> **ASSIGNMENT**
Below are the records; locate each line with the word "usize" and copy it.

[[ INPUT MATERIAL open ]]

use std::ffi::{OsStr, OsString};
use std::path::{Path, PathBuf};
use std::process::{Command, Stdio};

use crate::error::{Error, Result};
use crate::vcs;

/// Paths per formatter invocation. Keeps argv well under platform limits for
/// ordinary path lengths.
pub const DEFAULT_BATCH_SIZE: usize = 50;

/// Flag that makes clang-format rewrite files instead of printing them.
pub const IN_PLACE_FLAG: &str = "-i";

/// Splits `files` into consecutive batches of at most `batch_size` paths.
///
/// # Errors
/// Returns [`Error::InvalidBatchSize`] for a zero batch size.
pub fn batches<S>(files: &[S], batch_size: usize) -> Result<std::slice::Chunks<'_, S>> {
    if batch_size == 0 {
        return Err(Error::InvalidBatchSize(batch_size));
    }
    Ok(files.chunks(batch_size))
}

/// Full argument list for one batch: the in-place flag, then the paths in order.
pub fn batch_args<S: AsRef<OsStr>>(batch: &[S]) -> Vec<OsString> {
    std::iter::once(OsString::from(IN_PLACE_FLAG))
        .chain(batch.iter().map(|p| p.as_ref().to_os_string()))
        .collect()
}

pub struct ClangFormat {
    pub program: OsString,
    pub batch_size: usize,
    /// Working directory for every invocation; `None` inherits ours.
    pub workdir: Option<PathBuf>,
}

impl ClangFormat {
    pub fn new(program: impl Into<OsString>, batch_size: usize) -> Self {
        Self {
            program: program.into(),
            batch_size,
            workdir: None,
        }
    }

    /// Runs every invocation from the repository root containing the cwd.
    ///
    /// # Errors
    /// Returns [`Error::ExternalTool`] when the cwd is not inside a work tree.
    pub fn at_repository_root(mut self) -> Result<Self> {
        self.workdir = Some(vcs::repository_root(Path::new("."))?);
        Ok(self)
    }

    /// Formats `files` in place, one batch at a time, and returns how many
    /// batches ran. `on_batch` is called after each successful batch.
    ///
    /// # Errors
    /// Stops at the first batch that fails to start or exits unsuccessfully.
    /// Batches before it stay formatted; batches after it never run.
    pub fn apply<S, F>(&self, files: &[S], mut on_batch: F) -> Result<usize>
    where
        S: AsRef<OsStr>,
        F: FnMut(&[S]),
    {
        let mut count = 0;
        for (i, batch) in batches(files, self.batch_size)?.enumerate() {
            log::info!(
                "batch {}: {} file(s) in {}",
                i + 1,
                batch.len(),
                self.workdir
                    .as_deref()
                    .map_or_else(|| ".".to_string(), |d| d.display().to_string())
            );
            self.run_batch(batch)?;
            on_batch(batch);
            count += 1;
        }
        Ok(count)
    }

    fn run_batch<S: AsRef<OsStr>>(&self, batch: &[S]) -> Result<()> {
        let tool = self.program.to_string_lossy().into_owned();
        let mut cmd = Command::new(&self.program);
        cmd.args(batch_args(batch)).stdin(Stdio::null());
        if let Some(dir) = &self.workdir {
            cmd.current_dir(dir);
        }
        let output = cmd
            .output()
            .map_err(|e| Error::external(&tool, e.to_string()))?;
        if output.status.success() {
            return Ok(());
        }
        let stderr = String::from_utf8_lossy(&output.stderr);
        let stderr = stderr.trim();
        let message = if stderr.is_empty() {
            output.status.to_string()
        } else {
            stderr.to_string()
        };
        Err(Error::external(tool, message))
    }
}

[[ INPUT MATERIAL closed ]]

> **ANSWER FOR THE TASK**
pub const DEFAULT_BATCH_SIZE: usize = 50;
pub fn batches<S>(files: &[S], batch_size: usize) -> Result<std::slice::Chunks<'_, S>> {
    pub batch_size: usize,
    pub fn new(program: impl Into<OsString>, batch_size: usize) -> Self {
    pub fn apply<S, F>(&self, files: &[S], mut on_batch: F) -> Result<usize>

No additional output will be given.